[Stored items]
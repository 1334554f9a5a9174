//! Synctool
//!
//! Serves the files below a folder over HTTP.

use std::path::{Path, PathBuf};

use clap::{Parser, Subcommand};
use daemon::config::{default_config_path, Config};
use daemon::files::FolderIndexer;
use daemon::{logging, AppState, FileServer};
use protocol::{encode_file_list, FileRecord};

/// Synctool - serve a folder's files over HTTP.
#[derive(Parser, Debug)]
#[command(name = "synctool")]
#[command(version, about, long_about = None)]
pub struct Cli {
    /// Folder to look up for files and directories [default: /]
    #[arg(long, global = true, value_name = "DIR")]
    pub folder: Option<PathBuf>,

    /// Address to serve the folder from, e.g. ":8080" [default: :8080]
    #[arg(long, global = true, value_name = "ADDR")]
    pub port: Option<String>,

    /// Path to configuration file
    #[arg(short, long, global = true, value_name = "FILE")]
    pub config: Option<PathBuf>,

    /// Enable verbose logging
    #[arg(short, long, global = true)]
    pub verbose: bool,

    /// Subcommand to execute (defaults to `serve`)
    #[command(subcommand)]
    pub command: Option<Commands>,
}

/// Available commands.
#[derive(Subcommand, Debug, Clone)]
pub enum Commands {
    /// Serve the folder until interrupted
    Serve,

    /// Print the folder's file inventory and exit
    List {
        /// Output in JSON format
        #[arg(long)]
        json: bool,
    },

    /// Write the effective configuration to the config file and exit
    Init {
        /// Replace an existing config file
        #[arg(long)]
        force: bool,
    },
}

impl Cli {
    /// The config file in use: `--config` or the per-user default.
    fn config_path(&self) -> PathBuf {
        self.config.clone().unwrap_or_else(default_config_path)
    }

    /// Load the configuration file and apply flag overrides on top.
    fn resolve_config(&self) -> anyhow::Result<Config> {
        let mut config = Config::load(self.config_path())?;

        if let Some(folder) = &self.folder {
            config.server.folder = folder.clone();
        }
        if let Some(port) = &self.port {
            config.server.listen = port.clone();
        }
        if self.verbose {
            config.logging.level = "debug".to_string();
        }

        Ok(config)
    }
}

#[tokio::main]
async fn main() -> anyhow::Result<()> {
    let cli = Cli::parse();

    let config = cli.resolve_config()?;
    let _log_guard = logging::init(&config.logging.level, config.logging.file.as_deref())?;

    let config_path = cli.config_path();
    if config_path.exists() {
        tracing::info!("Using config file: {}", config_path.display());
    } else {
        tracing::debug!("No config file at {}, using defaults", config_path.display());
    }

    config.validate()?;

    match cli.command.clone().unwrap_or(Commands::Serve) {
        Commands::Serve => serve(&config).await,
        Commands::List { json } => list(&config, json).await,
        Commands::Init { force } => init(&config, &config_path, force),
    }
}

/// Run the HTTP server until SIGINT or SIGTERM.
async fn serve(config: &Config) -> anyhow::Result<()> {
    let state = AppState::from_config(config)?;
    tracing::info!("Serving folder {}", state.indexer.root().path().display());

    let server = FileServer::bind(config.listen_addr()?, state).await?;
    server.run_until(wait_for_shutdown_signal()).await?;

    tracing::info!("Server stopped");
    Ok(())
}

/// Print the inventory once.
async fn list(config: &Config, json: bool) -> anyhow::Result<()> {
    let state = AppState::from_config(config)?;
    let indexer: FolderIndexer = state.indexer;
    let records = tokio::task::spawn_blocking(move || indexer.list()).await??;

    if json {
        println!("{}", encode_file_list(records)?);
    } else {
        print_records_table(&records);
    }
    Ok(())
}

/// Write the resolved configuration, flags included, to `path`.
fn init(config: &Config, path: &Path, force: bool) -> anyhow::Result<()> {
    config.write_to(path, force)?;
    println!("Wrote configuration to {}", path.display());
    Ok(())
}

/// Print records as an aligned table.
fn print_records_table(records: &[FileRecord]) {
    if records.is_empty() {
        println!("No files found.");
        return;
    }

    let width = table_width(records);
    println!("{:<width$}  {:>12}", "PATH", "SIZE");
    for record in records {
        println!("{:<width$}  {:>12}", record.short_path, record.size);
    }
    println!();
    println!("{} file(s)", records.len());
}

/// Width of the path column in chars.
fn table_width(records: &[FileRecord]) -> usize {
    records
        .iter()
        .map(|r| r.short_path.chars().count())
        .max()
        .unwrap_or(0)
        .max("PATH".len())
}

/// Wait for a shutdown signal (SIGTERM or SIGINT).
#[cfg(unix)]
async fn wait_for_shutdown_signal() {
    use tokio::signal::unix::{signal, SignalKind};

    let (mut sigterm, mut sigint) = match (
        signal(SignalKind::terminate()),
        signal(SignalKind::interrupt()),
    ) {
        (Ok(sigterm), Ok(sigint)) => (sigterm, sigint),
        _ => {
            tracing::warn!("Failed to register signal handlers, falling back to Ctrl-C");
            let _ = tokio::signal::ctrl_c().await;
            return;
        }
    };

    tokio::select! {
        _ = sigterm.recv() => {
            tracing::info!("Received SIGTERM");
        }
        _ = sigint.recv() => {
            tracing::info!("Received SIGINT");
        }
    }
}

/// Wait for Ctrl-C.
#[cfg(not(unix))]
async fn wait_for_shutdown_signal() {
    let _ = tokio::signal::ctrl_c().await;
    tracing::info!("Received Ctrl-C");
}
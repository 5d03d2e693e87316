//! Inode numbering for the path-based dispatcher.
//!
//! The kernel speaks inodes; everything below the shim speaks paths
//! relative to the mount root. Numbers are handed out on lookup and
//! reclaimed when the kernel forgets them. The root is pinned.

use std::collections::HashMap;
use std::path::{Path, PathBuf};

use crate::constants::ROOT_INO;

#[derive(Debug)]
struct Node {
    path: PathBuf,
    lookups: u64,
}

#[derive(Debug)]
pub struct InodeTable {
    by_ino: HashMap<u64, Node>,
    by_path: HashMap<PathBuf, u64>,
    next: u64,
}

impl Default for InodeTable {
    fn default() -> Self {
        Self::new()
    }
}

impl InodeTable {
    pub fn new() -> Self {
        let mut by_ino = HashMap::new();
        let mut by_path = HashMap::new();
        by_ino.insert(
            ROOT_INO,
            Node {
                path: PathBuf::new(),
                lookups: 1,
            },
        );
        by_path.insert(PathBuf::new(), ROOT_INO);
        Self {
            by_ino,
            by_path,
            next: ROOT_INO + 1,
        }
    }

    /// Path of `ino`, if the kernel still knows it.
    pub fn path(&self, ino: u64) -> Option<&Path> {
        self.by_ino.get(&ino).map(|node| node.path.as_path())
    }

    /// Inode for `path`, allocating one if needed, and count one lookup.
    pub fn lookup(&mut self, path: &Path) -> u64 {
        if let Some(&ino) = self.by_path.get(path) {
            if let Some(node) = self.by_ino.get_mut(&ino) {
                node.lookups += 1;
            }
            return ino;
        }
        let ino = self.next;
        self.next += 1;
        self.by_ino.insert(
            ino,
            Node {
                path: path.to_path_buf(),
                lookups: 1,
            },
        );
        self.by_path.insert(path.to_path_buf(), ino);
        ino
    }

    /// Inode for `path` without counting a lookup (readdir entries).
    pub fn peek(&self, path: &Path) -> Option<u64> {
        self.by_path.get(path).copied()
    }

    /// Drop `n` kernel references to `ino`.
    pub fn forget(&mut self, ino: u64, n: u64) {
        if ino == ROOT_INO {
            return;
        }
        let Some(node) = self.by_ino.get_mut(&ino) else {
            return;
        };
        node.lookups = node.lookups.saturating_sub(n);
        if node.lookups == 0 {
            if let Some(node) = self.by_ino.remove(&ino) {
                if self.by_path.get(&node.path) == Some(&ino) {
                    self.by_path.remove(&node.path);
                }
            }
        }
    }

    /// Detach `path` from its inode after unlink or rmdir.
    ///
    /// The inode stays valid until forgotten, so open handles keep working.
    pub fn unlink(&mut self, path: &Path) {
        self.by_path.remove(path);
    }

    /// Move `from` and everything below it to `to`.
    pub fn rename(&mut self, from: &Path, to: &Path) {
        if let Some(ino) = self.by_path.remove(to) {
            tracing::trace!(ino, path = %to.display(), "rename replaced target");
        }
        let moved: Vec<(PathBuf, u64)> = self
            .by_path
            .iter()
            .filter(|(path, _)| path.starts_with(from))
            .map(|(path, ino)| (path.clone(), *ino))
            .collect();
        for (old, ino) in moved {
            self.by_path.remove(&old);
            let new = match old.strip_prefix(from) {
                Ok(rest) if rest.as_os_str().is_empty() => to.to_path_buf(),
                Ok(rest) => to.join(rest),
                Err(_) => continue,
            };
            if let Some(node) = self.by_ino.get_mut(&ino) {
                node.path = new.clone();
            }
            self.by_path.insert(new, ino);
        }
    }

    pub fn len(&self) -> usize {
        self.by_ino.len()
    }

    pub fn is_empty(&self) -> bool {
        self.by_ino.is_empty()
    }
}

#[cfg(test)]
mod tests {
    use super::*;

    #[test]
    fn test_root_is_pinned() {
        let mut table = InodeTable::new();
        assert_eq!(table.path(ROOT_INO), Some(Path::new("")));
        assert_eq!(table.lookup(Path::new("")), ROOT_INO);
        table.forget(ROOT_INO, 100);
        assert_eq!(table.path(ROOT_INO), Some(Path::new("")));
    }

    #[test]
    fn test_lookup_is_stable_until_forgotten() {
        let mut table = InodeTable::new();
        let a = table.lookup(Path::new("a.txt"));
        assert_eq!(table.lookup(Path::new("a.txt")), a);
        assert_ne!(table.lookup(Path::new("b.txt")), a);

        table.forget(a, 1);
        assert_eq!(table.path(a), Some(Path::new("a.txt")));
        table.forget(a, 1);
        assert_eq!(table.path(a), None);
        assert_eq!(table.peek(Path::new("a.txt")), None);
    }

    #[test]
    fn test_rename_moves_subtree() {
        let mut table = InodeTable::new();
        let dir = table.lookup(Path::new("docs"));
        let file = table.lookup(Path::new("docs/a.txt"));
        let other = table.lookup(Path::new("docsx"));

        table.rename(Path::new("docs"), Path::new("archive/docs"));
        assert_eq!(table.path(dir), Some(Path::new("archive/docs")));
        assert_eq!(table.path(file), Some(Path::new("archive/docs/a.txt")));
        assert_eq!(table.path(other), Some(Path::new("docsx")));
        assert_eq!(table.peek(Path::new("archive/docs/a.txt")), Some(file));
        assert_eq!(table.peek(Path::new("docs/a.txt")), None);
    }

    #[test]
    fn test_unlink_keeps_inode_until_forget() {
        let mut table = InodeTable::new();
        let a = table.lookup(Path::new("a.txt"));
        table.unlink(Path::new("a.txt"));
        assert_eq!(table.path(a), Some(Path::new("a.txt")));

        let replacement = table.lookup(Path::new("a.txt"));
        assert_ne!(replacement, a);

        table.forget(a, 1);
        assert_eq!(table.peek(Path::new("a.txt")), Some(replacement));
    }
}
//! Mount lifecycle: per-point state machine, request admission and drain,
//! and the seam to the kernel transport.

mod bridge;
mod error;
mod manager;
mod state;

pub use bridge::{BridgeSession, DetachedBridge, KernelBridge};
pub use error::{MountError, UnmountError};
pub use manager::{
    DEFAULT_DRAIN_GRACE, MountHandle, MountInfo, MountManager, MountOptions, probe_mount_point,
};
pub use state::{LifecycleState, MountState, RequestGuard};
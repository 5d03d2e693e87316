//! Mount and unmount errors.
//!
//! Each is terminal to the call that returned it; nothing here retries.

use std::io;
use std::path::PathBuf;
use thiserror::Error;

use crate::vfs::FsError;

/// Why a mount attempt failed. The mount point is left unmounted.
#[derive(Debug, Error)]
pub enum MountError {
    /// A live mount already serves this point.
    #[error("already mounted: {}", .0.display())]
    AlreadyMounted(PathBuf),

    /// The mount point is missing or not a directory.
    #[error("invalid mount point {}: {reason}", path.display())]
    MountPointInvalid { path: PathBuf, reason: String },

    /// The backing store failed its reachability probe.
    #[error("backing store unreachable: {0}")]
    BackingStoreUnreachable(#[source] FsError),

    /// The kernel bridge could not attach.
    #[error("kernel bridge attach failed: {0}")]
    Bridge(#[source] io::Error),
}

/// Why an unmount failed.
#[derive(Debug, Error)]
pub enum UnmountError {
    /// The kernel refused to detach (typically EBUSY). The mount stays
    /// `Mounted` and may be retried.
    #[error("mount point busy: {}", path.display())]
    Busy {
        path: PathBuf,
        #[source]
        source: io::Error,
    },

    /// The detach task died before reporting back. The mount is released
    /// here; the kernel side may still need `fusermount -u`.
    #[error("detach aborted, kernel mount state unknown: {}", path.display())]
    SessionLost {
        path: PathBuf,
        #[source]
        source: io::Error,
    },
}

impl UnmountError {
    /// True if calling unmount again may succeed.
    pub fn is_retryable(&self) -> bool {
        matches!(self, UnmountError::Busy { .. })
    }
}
==
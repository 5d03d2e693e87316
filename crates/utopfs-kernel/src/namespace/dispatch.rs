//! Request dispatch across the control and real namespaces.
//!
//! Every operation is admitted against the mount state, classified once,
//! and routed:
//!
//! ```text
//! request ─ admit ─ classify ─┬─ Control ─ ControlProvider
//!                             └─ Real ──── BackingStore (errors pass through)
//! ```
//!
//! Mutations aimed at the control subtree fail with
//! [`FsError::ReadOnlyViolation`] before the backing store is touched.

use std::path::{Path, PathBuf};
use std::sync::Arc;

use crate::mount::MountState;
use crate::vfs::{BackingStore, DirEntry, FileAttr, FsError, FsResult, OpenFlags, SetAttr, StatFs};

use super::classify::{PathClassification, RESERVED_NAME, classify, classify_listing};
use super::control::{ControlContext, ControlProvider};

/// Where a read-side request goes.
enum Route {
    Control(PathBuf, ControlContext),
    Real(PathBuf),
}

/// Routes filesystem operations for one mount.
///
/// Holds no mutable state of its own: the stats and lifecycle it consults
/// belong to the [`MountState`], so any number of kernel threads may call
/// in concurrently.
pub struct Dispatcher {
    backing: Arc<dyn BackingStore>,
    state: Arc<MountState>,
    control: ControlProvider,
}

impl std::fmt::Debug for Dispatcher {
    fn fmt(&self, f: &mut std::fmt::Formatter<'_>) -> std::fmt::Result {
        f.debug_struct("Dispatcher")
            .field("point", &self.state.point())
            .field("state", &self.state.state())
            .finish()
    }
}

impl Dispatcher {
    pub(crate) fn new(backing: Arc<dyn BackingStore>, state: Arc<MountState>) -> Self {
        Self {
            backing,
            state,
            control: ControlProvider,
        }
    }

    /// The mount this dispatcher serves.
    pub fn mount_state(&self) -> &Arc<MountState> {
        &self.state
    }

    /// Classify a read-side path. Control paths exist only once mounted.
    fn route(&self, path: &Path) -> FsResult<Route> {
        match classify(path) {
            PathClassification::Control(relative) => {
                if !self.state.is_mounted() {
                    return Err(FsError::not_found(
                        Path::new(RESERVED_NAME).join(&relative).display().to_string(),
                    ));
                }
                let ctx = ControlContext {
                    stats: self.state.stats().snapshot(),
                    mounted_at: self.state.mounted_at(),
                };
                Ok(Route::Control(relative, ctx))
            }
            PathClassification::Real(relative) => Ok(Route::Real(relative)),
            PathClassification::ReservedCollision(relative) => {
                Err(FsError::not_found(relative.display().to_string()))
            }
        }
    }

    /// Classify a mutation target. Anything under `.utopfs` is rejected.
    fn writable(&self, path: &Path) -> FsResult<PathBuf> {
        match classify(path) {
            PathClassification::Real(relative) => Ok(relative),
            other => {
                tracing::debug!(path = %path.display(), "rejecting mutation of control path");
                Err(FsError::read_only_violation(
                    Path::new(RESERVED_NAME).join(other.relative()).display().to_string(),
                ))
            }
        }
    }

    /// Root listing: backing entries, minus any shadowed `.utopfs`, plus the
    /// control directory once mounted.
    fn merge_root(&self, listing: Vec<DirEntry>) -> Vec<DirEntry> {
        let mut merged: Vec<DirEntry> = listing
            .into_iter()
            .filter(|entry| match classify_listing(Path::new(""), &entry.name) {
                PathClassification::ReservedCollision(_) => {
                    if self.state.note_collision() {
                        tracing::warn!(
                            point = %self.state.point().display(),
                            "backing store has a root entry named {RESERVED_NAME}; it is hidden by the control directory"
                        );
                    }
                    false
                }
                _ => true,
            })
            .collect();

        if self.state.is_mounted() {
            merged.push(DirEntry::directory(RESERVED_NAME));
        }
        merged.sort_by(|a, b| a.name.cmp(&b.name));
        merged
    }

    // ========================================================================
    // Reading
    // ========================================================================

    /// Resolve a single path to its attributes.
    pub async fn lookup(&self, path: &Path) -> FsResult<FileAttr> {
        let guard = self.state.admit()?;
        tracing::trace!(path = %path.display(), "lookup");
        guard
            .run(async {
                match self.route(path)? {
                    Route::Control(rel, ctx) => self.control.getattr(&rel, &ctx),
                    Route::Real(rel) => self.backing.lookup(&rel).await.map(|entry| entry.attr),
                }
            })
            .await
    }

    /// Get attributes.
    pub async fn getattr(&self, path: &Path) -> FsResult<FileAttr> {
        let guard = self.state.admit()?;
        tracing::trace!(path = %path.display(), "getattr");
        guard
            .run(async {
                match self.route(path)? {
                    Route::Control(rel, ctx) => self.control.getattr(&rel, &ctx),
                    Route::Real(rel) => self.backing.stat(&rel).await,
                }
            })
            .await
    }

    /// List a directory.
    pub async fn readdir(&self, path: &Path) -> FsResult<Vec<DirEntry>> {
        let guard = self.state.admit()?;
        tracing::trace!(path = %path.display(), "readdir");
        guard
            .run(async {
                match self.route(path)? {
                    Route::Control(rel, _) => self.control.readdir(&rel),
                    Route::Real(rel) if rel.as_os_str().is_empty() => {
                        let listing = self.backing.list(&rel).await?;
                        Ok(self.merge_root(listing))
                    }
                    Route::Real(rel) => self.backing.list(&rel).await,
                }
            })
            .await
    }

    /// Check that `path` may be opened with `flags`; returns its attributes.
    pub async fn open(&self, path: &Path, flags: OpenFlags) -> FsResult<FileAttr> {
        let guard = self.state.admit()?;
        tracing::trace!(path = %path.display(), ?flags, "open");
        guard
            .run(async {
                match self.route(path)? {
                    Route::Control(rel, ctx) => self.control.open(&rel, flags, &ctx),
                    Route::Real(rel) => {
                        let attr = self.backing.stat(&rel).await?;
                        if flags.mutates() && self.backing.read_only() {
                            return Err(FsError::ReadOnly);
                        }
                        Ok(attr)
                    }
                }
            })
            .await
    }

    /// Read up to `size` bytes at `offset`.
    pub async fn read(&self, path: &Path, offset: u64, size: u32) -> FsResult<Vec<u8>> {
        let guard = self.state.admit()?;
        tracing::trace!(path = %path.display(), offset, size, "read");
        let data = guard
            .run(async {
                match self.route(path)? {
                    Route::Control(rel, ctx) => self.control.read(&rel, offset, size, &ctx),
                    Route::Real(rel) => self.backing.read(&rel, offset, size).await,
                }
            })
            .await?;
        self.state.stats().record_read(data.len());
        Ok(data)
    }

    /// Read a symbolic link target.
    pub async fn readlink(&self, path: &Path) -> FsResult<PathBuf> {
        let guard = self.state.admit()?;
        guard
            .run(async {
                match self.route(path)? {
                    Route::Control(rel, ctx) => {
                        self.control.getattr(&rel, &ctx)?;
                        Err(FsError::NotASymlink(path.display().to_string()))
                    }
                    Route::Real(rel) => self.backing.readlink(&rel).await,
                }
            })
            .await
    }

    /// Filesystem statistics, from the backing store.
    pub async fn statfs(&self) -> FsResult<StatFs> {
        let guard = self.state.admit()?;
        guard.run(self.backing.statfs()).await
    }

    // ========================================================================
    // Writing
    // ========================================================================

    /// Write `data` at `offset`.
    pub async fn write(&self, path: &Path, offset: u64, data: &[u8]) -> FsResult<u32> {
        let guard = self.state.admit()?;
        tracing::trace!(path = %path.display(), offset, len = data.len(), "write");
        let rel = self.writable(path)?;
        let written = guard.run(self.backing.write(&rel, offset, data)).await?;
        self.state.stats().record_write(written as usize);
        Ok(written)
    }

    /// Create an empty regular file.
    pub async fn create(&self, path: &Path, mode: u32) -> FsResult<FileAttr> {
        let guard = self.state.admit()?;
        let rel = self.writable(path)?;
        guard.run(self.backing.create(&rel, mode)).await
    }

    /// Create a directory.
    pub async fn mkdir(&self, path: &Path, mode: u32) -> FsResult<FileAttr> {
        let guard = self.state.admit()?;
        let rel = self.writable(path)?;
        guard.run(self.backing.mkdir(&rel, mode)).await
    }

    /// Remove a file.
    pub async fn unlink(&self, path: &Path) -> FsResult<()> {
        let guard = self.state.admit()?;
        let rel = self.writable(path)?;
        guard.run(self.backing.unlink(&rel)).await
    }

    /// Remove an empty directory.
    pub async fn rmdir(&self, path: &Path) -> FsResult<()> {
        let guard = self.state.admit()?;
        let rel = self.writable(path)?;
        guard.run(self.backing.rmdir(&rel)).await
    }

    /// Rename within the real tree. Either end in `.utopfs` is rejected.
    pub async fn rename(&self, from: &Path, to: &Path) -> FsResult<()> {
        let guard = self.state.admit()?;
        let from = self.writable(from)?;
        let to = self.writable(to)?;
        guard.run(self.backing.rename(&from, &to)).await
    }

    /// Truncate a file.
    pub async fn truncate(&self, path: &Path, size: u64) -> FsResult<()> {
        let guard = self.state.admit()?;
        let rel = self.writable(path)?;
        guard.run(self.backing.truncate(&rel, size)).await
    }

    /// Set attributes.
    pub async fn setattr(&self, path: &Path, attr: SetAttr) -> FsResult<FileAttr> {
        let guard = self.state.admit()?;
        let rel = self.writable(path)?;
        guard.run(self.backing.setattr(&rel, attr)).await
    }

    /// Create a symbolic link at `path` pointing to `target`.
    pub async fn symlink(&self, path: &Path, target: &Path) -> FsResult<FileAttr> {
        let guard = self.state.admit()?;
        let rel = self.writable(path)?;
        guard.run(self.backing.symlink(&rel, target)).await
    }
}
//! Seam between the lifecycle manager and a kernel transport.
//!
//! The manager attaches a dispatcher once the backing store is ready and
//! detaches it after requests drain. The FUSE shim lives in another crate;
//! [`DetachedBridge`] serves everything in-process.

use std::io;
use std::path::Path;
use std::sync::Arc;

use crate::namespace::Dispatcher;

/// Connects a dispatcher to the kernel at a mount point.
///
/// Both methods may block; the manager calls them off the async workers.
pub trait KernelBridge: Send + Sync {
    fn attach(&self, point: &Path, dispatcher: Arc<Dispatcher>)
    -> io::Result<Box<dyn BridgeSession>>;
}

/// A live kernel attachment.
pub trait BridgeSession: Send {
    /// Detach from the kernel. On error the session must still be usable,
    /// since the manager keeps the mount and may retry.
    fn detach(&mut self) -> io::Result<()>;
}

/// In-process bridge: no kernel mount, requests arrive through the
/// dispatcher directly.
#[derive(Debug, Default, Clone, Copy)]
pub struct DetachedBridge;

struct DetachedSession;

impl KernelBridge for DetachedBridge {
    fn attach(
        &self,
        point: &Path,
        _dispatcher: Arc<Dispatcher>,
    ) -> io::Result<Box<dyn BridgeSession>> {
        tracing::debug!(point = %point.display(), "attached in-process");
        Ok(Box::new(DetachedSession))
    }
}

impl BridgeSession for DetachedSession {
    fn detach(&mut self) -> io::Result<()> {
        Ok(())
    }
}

**Your task:**
In the lines above, find each one with "FolderIndexer" and list it.

**Completed exercise:**
use daemon::files::FolderIndexer;
    let indexer: FolderIndexer = state.indexer;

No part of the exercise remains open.